Moscú. Ante el alud de especulaciones y filtraciones interesadas, nadie se atreve aquí –en este momento– a dar por segura o a excluir por completo una “inminente” intervención militar de Rusia en Ucrania, mientras unos acusan y otros desmienten para, intercambiados los papeles como si fuera un grotesco círculo vicioso, lanzar contrataques verbales que pretenden endosar la culpa por una eventual guerra que aún no es y tal vez no llegue a ser.
Quienes consideran que no hay ningún motivo racional que apunte hacia un inevitable enfrentamiento armado en la frontera ruso-ucrania, restan veracidad a los supuestos planes del Kremlin de invadir las regiones ucranias colindantes, desde Bielorrusia y Crimea, “a más tardar en enero o febrero próximos” (según revelaron varios medios estadunidenses, en permanente carrera por obtener la primicia, citando “fuentes de inteligencia”).
Dicen que, con una aventura bélica de esa magnitud (se filtró que “hasta cien mil soldados” rusos cruzarían al mismo tiempo la frontera), Rusia perdería más de lo que pudiera ganar, toda vez que el ejército ucranio ya no es el perplejo grupo de uniformados que se vieron sorprendidos en 2014 durante la “brillante operación de los hombrecillos verdes (soldados rusos de élite)” que se desplegaron en la península para asegurar la anexión de Crimea.
Saben que la Organización del Tratado del Atlántico Norte prende las señales de alarma ante cualquier movimiento de tropas y armamento rusos, aunque sea dentro de su territorio, lo cual guste o no tiene derecho a hacer cuando quiera, y no ven mayor “signo de guerra inminente” en ello.
Aunque admiten que tampoco pueden poner las manos en el fuego de que no se trata de una estratagema y el ejército ruso sólo espera la argucia para intervenir, ubican esos movimientos tácticos de tropas y armamento en lo que el presidente Vladimir Putin llamó hace poco la misión de mantener en Occidente “cierta preocupación” que le haga desistir de su intención de seguir avanzando hacia el este.
Quienes, en cambio, creen que no es casual que un influyente ex asesor del Kremlin, encargado de la relación con Ucrania, como Vladislav Surkov, haya publicado hace poco un ensayo que –palabras más, palabras menos– sostiene que Rusia, quiérase o no, tiene en su destino expandirse como gran potencia, aseveran que un sector de la élite gobernante rusa sólo busca un pretexto para hacer realidad lo que, para esos políticos del entorno de Putin, es un sueño.

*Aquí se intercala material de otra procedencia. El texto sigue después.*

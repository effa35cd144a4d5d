//! Airtable record store client
//!
//! Reads the places and categories tables, checks place existence by Google
//! place id, and inserts new place records. Airtable returns sparse `fields`
//! objects (empty fields are simply absent), so parsing goes through
//! `serde_json::Value` with per-record validation: a record missing a
//! required field is skipped with a warning and collected for the end-of-run
//! report, never silently dropped.

use std::time::Duration;

use anyhow::{bail, Context, Result};
use serde::Deserialize;
use serde_json::{json, Map, Value};
use tracing::debug;

use crate::config::Config;
use crate::models::{CategoryRecord, Flag, PlaceRecord};
use crate::places::PlaceDetails;

const API_BASE: &str = "https://api.airtable.com/v0";

/// Request timeout in seconds
const REQUEST_TIMEOUT: u64 = 30;

/// One raw Airtable record
#[derive(Debug, Clone, Deserialize)]
pub struct Record {
    pub id: String,
    #[serde(default)]
    pub fields: Map<String, Value>,
}

#[derive(Debug, Deserialize)]
struct RecordPage {
    records: Vec<Record>,
    offset: Option<String>,
}

/// A record dropped during parsing, with the reason
#[derive(Debug, Clone, PartialEq, Eq)]
pub struct SkippedRecord {
    pub id: String,
    pub reason: String,
}

impl std::fmt::Display for SkippedRecord {
    fn fmt(&self, f: &mut std::fmt::Formatter<'_>) -> std::fmt::Result {
        write!(f, "{}: {}", self.id, self.reason)
    }
}

/// Client for the Airtable REST API
pub struct AirtableClient {
    http: reqwest::Client,
    api_key: String,
    base_id: String,
    places_table: String,
    categories_table: String,
}

impl AirtableClient {
    /// Create a client from configuration
    pub fn new(config: &Config) -> Result<Self> {
        if config.airtable_api_key.is_empty() || config.airtable_base_id.is_empty() {
            bail!(
                "Airtable is not configured. Set airtable_api_key and airtable_base_id in {:?}",
                Config::config_file_path()
            );
        }
        let http = reqwest::Client::builder()
            .timeout(Duration::from_secs(REQUEST_TIMEOUT))
            .build()
            .context("Failed to build HTTP client")?;
        Ok(Self {
            http,
            api_key: config.airtable_api_key.clone(),
            base_id: config.airtable_base_id.clone(),
            places_table: config.places_table.clone(),
            categories_table: config.categories_table.clone(),
        })
    }

    fn table_url(&self, table: &str) -> String {
        format!("{}/{}/{}", API_BASE, self.base_id, table)
    }

    /// List every record in a table, following pagination
    async fn list_table(&self, table: &str, sort_field: Option<&str>) -> Result<Vec<Record>> {
        let url = self.table_url(table);
        let mut records = Vec::new();
        let mut offset: Option<String> = None;

        loop {
            let mut request = self.http.get(&url).bearer_auth(&self.api_key);
            if let Some(field) = sort_field {
                request = request.query(&[
                    ("sort[0][field]", field),
                    ("sort[0][direction]", "asc"),
                ]);
            }
            if let Some(ref cursor) = offset {
                request = request.query(&[("offset", cursor.as_str())]);
            }

            let response = request
                .send()
                .await
                .with_context(|| format!("Airtable request failed for table '{}'", table))?;
            if !response.status().is_success() {
                bail!(
                    "Airtable returned {} for table '{}'",
                    response.status(),
                    table
                );
            }
            let page: RecordPage = response
                .json()
                .await
                .with_context(|| format!("Failed to parse Airtable response for '{}'", table))?;

            records.extend(page.records);
            match page.offset {
                Some(next) => offset = Some(next),
                None => break,
            }
        }

        debug!(table, count = records.len(), "listed Airtable table");
        Ok(records)
    }

    /// Load all category records
    pub async fn list_categories(&self) -> Result<(Vec<CategoryRecord>, Vec<SkippedRecord>)> {
        let records = self.list_table(&self.categories_table, None).await?;
        parse_categories(records)
    }

    /// Load all place records
    ///
    /// With `oldest_first`, records are sorted by last-modified time so
    /// marker order is stable across runs.
    pub async fn list_places(
        &self,
        oldest_first: bool,
    ) -> Result<(Vec<PlaceRecord>, Vec<SkippedRecord>)> {
        let sort = if oldest_first {
            Some("last_modified")
        } else {
            None
        };
        let records = self.list_table(&self.places_table, sort).await?;
        Ok(parse_places(records))
    }

    /// Check whether a place with this Google place id already exists
    pub async fn place_exists(&self, google_place_id: &str) -> Result<bool> {
        let formula = format!(r#"{{google_place_id}} = "{}""#, google_place_id);
        let response = self
            .http
            .get(self.table_url(&self.places_table))
            .bearer_auth(&self.api_key)
            .query(&[
                ("filterByFormula", formula.as_str()),
                ("maxRecords", "1"),
            ])
            .send()
            .await
            .context("Airtable existence check failed")?;
        if !response.status().is_success() {
            bail!("Airtable returned {} for existence check", response.status());
        }
        let page: RecordPage = response
            .json()
            .await
            .context("Failed to parse Airtable response")?;
        Ok(!page.records.is_empty())
    }

    /// Insert a place record from provider details
    pub async fn create_place(&self, place: &PlaceDetails, notes: Option<&str>) -> Result<()> {
        let mut fields = json!({
            "name": place.name,
            "address": place.address,
            "latitude": place.latitude,
            "longitude": place.longitude,
            "google_place_id": place.google_place_id,
            "google_json_data": place.google_json_data,
        });
        if let Some(website) = &place.website {
            fields["website"] = json!(website);
        }
        if let Some(notes) = notes {
            fields["notes"] = json!(notes);
        }

        let body = json!({ "records": [{ "fields": fields }] });
        let response = self
            .http
            .post(self.table_url(&self.places_table))
            .bearer_auth(&self.api_key)
            .json(&body)
            .send()
            .await
            .context("Airtable insert failed")?;
        if !response.status().is_success() {
            bail!(
                "Airtable returned {} inserting '{}'",
                response.status(),
                place.name
            );
        }
        Ok(())
    }
}

/// Parse category records
///
/// A category missing its name is skipped and reported; a category with more
/// than one parent violates the single-parent model and fails the run.
pub fn parse_categories(
    records: Vec<Record>,
) -> Result<(Vec<CategoryRecord>, Vec<SkippedRecord>)> {
    let mut categories = Vec::with_capacity(records.len());
    let mut skipped = Vec::new();

    for record in records {
        let Some(name) = str_field(&record.fields, "category") else {
            skipped.push(SkippedRecord {
                id: record.id,
                reason: "missing category name".to_string(),
            });
            continue;
        };
        let parents = str_list_field(&record.fields, "parent");
        if parents.len() > 1 {
            bail!(
                "category '{}' has {} parents; the category model allows at most one",
                record.id,
                parents.len()
            );
        }
        categories.push(CategoryRecord {
            id: record.id,
            name,
            icon_code: str_field(&record.fields, "google_style_icon_code"),
            parent_id: parents.into_iter().next(),
        });
    }

    Ok((categories, skipped))
}

/// Parse place records, skipping any missing a required field
pub fn parse_places(records: Vec<Record>) -> (Vec<PlaceRecord>, Vec<SkippedRecord>) {
    let mut places = Vec::with_capacity(records.len());
    let mut skipped = Vec::new();

    for record in records {
        match parse_place(record) {
            Ok(place) => places.push(place),
            Err(skip) => skipped.push(skip),
        }
    }

    (places, skipped)
}

fn parse_place(record: Record) -> std::result::Result<PlaceRecord, SkippedRecord> {
    let skip = |reason: &str| SkippedRecord {
        id: record.id.clone(),
        reason: reason.to_string(),
    };

    let name = str_field(&record.fields, "name").ok_or_else(|| skip("missing name"))?;
    let latitude = f64_field(&record.fields, "latitude").ok_or_else(|| skip("missing latitude"))?;
    let longitude =
        f64_field(&record.fields, "longitude").ok_or_else(|| skip("missing longitude"))?;

    Ok(PlaceRecord {
        name,
        latitude,
        longitude,
        address: str_field(&record.fields, "address").unwrap_or_default(),
        website: str_field(&record.fields, "website"),
        google_place_id: str_field(&record.fields, "google_place_id").unwrap_or_default(),
        google_json_data: str_field(&record.fields, "google_json_data").unwrap_or_default(),
        category_ids: str_list_field(&record.fields, "primary_category"),
        tags: str_list_field(&record.fields, "tags"),
        flags: str_list_field(&record.fields, "flags")
            .into_iter()
            .map(Flag::from)
            .collect(),
        notes: str_field(&record.fields, "notes"),
        id: record.id,
    })
}

fn str_field(fields: &Map<String, Value>, key: &str) -> Option<String> {
    fields
        .get(key)
        .and_then(Value::as_str)
        .map(str::trim)
        .filter(|s| !s.is_empty())
        .map(String::from)
}

fn f64_field(fields: &Map<String, Value>, key: &str) -> Option<f64> {
    fields.get(key).and_then(Value::as_f64)
}

fn str_list_field(fields: &Map<String, Value>, key: &str) -> Vec<String> {
    fields
        .get(key)
        .and_then(Value::as_array)
        .map(|values| {
            values
                .iter()
                .filter_map(Value::as_str)
                .map(String::from)
                .collect()
        })
        .unwrap_or_default()
}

El secretario del Consejo de Seguridad de Rusia, Nikolai Patruschev, ex director del FSB (sucesor del KGB soviético), en entrevista, abonó ayer el terreno de una “respuesta ineludible” del ejército ruso al pronosticar que el gobierno ucranio, “impulsado por Estados Unidos”, está planeando una solución de fuerza en las regiones rebeldes, que no se supeditan a Kiev.
Para el Kremlin, Ucrania es una de esas “líneas rojas” que Occidente no debe cruzar, y a su juicio lo está haciendo al suministrarle moderno “armamento ofensivo” y, lo que considera puñalada por la espalda, drones de Turquía, país con el cual Rusia busca entendimientos para sacar provecho al gasoducto ya tendido y repartirse en zonas de influencia los mares Negro y Caspio.
Además, los más pesimistas están convencidos de que no hay que excluir una intervención rusa por causas irracionales, no tanto por haberse planeado con antelación, sino como reacción espontánea al estallido accidental de un enfrentamiento armado, cualquier acción ilógica que pueda tomarse por una suerte de chispa que prenda la mecha del polvorín.
En tanto, unos y otros –desde posiciones antagónicas– afirman tener la intención de reanudar la negociación de un arreglo político para el conflicto del sureste de Ucrania, que lleva ya mucho tiempo en lo que parece su triste destino: seguir irresuelto, en la parte más profunda del congelador.